[Stored data entries]
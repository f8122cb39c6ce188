//! Error types for Dealifi storage.

use dealifi_core::{CoreError, WalletAddress};

/// Result type for storage operations.
pub type Result<T> = std::result::Result<T, StoreError>;

/// Errors that can occur in storage operations.
#[derive(Debug, thiserror::Error)]
pub enum StoreError {
    /// Database operation failed.
    #[error("database error: {0}")]
    Database(String),

    /// Serialization/deserialization failed.
    #[error("serialization error: {0}")]
    Serialization(String),

    /// Record not found.
    #[error("{entity} not found: {id}")]
    NotFound {
        /// Kind of record.
        entity: &'static str,
        /// Identifier that was looked up.
        id: String,
    },

    /// The candy machine is already registered under a different merchant.
    #[error("candy machine {candy_machine} is owned by merchant {owner}")]
    CandyMachineOwned {
        /// The candy machine address.
        candy_machine: WalletAddress,
        /// The merchant that owns it.
        owner: WalletAddress,
    },
}

impl StoreError {
    pub(crate) fn merchant_not_found(address: &WalletAddress) -> Self {
        Self::NotFound {
            entity: "merchant",
            id: address.to_string(),
        }
    }

    pub(crate) fn candy_machine_not_found(address: &WalletAddress) -> Self {
        Self::NotFound {
            entity: "candy machine",
            id: address.to_string(),
        }
    }
}

impl From<CoreError> for StoreError {
    fn from(err: CoreError) -> Self {
        match err {
            CoreError::CandyMachineNotFound { address } => Self::candy_machine_not_found(&address),
            other => Self::Database(other.to_string()),
        }
    }
}
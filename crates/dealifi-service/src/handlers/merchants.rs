//! Merchant read handlers.

use std::sync::Arc;

use axum::extract::{Path, State};
use axum::Json;
use serde::Serialize;

use dealifi_core::Merchant;
use dealifi_store::Store;

use super::parse_address;
use crate::error::ApiError;
use crate::state::AppState;

/// Merchant list response.
#[derive(Debug, Serialize)]
pub struct MerchantListResponse {
    /// Always `true`.
    pub success: bool,
    /// Every known merchant.
    pub merchants: Vec<Merchant>,
}

/// Single merchant response.
#[derive(Debug, Serialize)]
pub struct MerchantResponse {
    /// Always `true`.
    pub success: bool,
    /// The merchant document.
    pub merchant: Merchant,
}

impl From<Merchant> for MerchantResponse {
    fn from(merchant: Merchant) -> Self {
        Self {
            success: true,
            merchant,
        }
    }
}

/// List all merchants.
pub async fn list_merchants(
    State(state): State<Arc<AppState>>,
) -> Result<Json<MerchantListResponse>, ApiError> {
    let merchants = state.store.list_merchants()?;

    Ok(Json(MerchantListResponse {
        success: true,
        merchants,
    }))
}

/// Get a merchant by wallet address.
pub async fn get_merchant(
    State(state): State<Arc<AppState>>,
    Path(address): Path<String>,
) -> Result<Json<MerchantResponse>, ApiError> {
    let address = parse_address("merchant address", &address)?;

    let merchant = state
        .store
        .get_merchant(&address)?
        .ok_or_else(|| ApiError::NotFound("Merchant not found".into()))?;

    Ok(Json(merchant.into()))
}
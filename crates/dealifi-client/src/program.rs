//! Seam to the on-chain candy machine programs.
//!
//! Building, signing and sending transactions belongs to the wallet and the
//! Metaplex SDK. `CandyMachineProgram` is the narrow interface the manager
//! drives; implementations wrap whatever SDK the host application uses.

use async_trait::async_trait;
use serde::{Deserialize, Serialize};

use dealifi_core::{
    CandyItem, CandyMachineState, ConfigLineSettings, GuardSet, MintArgs, WalletAddress,
};

/// Transaction signature, base58.
pub type Signature = String;

/// Errors surfaced by a program implementation.
#[derive(Debug, Clone, PartialEq, Eq, thiserror::Error)]
pub enum ProgramError {
    /// The account does not exist yet, or has not propagated to the RPC node.
    #[error("account not found: {0}")]
    AccountNotFound(WalletAddress),

    /// The transaction was rejected or failed on chain.
    #[error("transaction failed: {0}")]
    Transaction(String),

    /// Any other SDK failure.
    #[error("program error: {0}")]
    Other(String),
}

impl ProgramError {
    /// Whether retrying may help.
    #[must_use]
    pub fn is_account_not_found(&self) -> bool {
        matches!(self, Self::AccountNotFound(_))
    }
}

/// Arguments for the collection NFT.
#[derive(Debug, Clone, PartialEq, Eq, Serialize, Deserialize)]
#[serde(rename_all = "camelCase")]
pub struct CreateCollectionArgs {
    /// NFT name.
    pub name: String,
    /// NFT symbol.
    pub symbol: String,
    /// Metadata URI.
    pub uri: String,
    /// Royalty in basis points.
    pub seller_fee_basis_points: u16,
    /// Sole verified creator and update authority.
    pub creator: WalletAddress,
}

/// Arguments for a new candy machine.
#[derive(Debug, Clone, PartialEq, Eq, Serialize, Deserialize)]
#[serde(rename_all = "camelCase")]
pub struct CreateCandyMachineArgs {
    /// Collection the minted NFTs join.
    pub collection_mint: WalletAddress,
    /// Authority of the candy machine and the collection.
    pub authority: WalletAddress,
    /// Items to mint.
    pub items_available: u64,
    /// Royalty in basis points.
    pub seller_fee_basis_points: u16,
    /// Maximum edition supply.
    pub max_edition_supply: u64,
    /// Whether minted metadata stays mutable.
    pub is_mutable: bool,
    /// Config line layout.
    pub config_line_settings: ConfigLineSettings,
    /// Guards to attach, if any.
    pub guards: Option<GuardSet>,
}

/// Token metadata account fields the manager reads.
#[derive(Debug, Clone, PartialEq, Eq, Serialize, Deserialize)]
#[serde(rename_all = "camelCase")]
pub struct TokenMetadata {
    /// Mint the metadata describes.
    pub mint: WalletAddress,
    /// On-chain name.
    pub name: String,
    /// On-chain symbol.
    pub symbol: String,
    /// Off-chain JSON URI.
    pub uri: String,
}

/// Everything `mint` needs.
#[derive(Debug, Clone, PartialEq, Eq, Serialize, Deserialize)]
#[serde(rename_all = "camelCase")]
pub struct MintRequest {
    /// Candy machine to mint from.
    pub candy_machine: WalletAddress,
    /// Collection of the candy machine.
    pub collection_mint: WalletAddress,
    /// Update authority of the collection (the candy machine authority).
    pub collection_update_authority: WalletAddress,
    /// Paying and receiving wallet.
    pub buyer: WalletAddress,
    /// Guard arguments.
    pub args: MintArgs,
}

/// Result of a successful mint.
#[derive(Debug, Clone, PartialEq, Eq, Serialize, Deserialize)]
#[serde(rename_all = "camelCase")]
pub struct MintOutcome {
    /// New NFT mint.
    pub mint: WalletAddress,
    /// Mint transaction signature.
    pub signature: Signature,
}

/// On-chain operations the candy machine manager needs.
#[async_trait]
pub trait CandyMachineProgram: Send + Sync {
    /// Wallet signing transactions.
    fn identity(&self) -> WalletAddress;

    /// Whether an account exists on chain.
    async fn account_exists(&self, address: &WalletAddress) -> Result<bool, ProgramError>;

    /// Create a sized collection NFT and return its mint.
    async fn create_collection(
        &self,
        args: CreateCollectionArgs,
    ) -> Result<WalletAddress, ProgramError>;

    /// Read the token metadata of a mint.
    async fn fetch_metadata(&self, mint: &WalletAddress) -> Result<TokenMetadata, ProgramError>;

    /// Create a candy machine (and its guard when guards are given).
    async fn create_candy_machine(
        &self,
        args: CreateCandyMachineArgs,
    ) -> Result<WalletAddress, ProgramError>;

    /// Write config lines starting at `index`.
    async fn add_config_lines(
        &self,
        candy_machine: &WalletAddress,
        index: u64,
        lines: Vec<CandyItem>,
    ) -> Result<Signature, ProgramError>;

    /// Read a candy machine account.
    async fn fetch_candy_machine(
        &self,
        candy_machine: &WalletAddress,
    ) -> Result<CandyMachineState, ProgramError>;

    /// Read the guard attached at `mint_authority`, if any.
    async fn fetch_candy_guard(
        &self,
        mint_authority: &WalletAddress,
    ) -> Result<Option<GuardSet>, ProgramError>;

    /// Mint one NFT.
    async fn mint(&self, request: MintRequest) -> Result<MintOutcome, ProgramError>;

    /// Replace the default guard group of a candy machine.
    async fn update_guards(
        &self,
        candy_machine: &WalletAddress,
        guards: GuardSet,
    ) -> Result<Signature, ProgramError>;
}
//! Candy machine mirror handlers.

use std::sync::Arc;

use axum::extract::rejection::JsonRejection;
use axum::extract::State;
use axum::http::StatusCode;
use axum::Json;
use serde::Deserialize;

use dealifi_core::{CandyItem, CandyMachineRecord, MintedRecord, WalletAddress};
use dealifi_store::Store;

use super::merchants::MerchantResponse;
use crate::error::ApiError;
use crate::state::AppState;

/// Save candy machine request.
#[derive(Debug, Deserialize)]
#[serde(rename_all = "camelCase")]
pub struct SaveCandyMachineRequest {
    /// Merchant wallet.
    pub merchant_address: WalletAddress,
    /// Candy machine to add to the merchant.
    pub candy_machine: CandyMachineRecord,
}

/// Append items request.
#[derive(Debug, Deserialize)]
#[serde(rename_all = "camelCase")]
pub struct SaveItemsRequest {
    /// Merchant wallet.
    pub merchant_address: WalletAddress,
    /// Candy machine owned by the merchant.
    pub candy_machine_address: WalletAddress,
    /// Config lines to append.
    pub items: Vec<CandyItem>,
}

/// Record mint request.
#[derive(Debug, Deserialize)]
#[serde(rename_all = "camelCase")]
pub struct RecordMintRequest {
    /// Candy machine the NFT was minted from.
    pub candy_machine_address: WalletAddress,
    /// New NFT mint.
    pub mint: WalletAddress,
    /// Buyer wallet.
    pub authority: WalletAddress,
    /// Metadata URI, if known.
    #[serde(default)]
    pub uri: Option<String>,
}

/// Register a candy machine under a merchant, creating the merchant on first use.
///
/// Responds 201 when the merchant document was created and 200 otherwise.
pub async fn save_candy_machine(
    State(state): State<Arc<AppState>>,
    payload: Result<Json<SaveCandyMachineRequest>, JsonRejection>,
) -> Result<(StatusCode, Json<MerchantResponse>), ApiError> {
    let Json(request) = payload?;
    let candy_machine = request.candy_machine.address;

    let outcome = state
        .store
        .save_candy_machine(&request.merchant_address, request.candy_machine)?;

    tracing::info!(
        merchant = %request.merchant_address,
        candy_machine = %candy_machine,
        created = outcome.created,
        "Candy machine saved"
    );

    let status = if outcome.created {
        StatusCode::CREATED
    } else {
        StatusCode::OK
    };

    Ok((status, Json(outcome.merchant.into())))
}

/// Append config-line items to a merchant's candy machine.
pub async fn save_candy_machine_items(
    State(state): State<Arc<AppState>>,
    payload: Result<Json<SaveItemsRequest>, JsonRejection>,
) -> Result<Json<MerchantResponse>, ApiError> {
    let Json(request) = payload?;
    let count = request.items.len();

    let merchant = state
        .store
        .append_items(
            &request.merchant_address,
            &request.candy_machine_address,
            request.items,
        )
        .map_err(|e| match e {
            dealifi_store::StoreError::NotFound { .. } => {
                ApiError::NotFound("Candy machine not found under merchant".into())
            }
            other => other.into(),
        })?;

    tracing::info!(
        merchant = %request.merchant_address,
        candy_machine = %request.candy_machine_address,
        count,
        "Candy machine items saved"
    );

    Ok(Json(merchant.into()))
}

/// Record a mint: bump `itemsRedeemed` and keep the receipt.
pub async fn record_mint(
    State(state): State<Arc<AppState>>,
    payload: Result<Json<RecordMintRequest>, JsonRejection>,
) -> Result<Json<MerchantResponse>, ApiError> {
    let Json(request) = payload?;
    let uri = request.uri.filter(|uri| !uri.is_empty());

    let merchant = state
        .store
        .record_mint(
            &request.candy_machine_address,
            MintedRecord::new(request.mint, request.authority, uri),
        )
        .map_err(|e| match e {
            dealifi_store::StoreError::NotFound { .. } => {
                ApiError::NotFound("Candy machine not found".into())
            }
            other => other.into(),
        })?;

    tracing::info!(
        candy_machine = %request.candy_machine_address,
        mint = %request.mint,
        authority = %request.authority,
        "Mint recorded"
    );

    Ok(Json(merchant.into()))
}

• _ACTIVITY_
Each line of the data in which the string "CandyMachineRecord" appears needs to be copied.

• _RESULT OF THIS EXERCISE_
use dealifi_core::{CandyItem, CandyMachineRecord, MintedRecord, WalletAddress};
    pub candy_machine: CandyMachineRecord,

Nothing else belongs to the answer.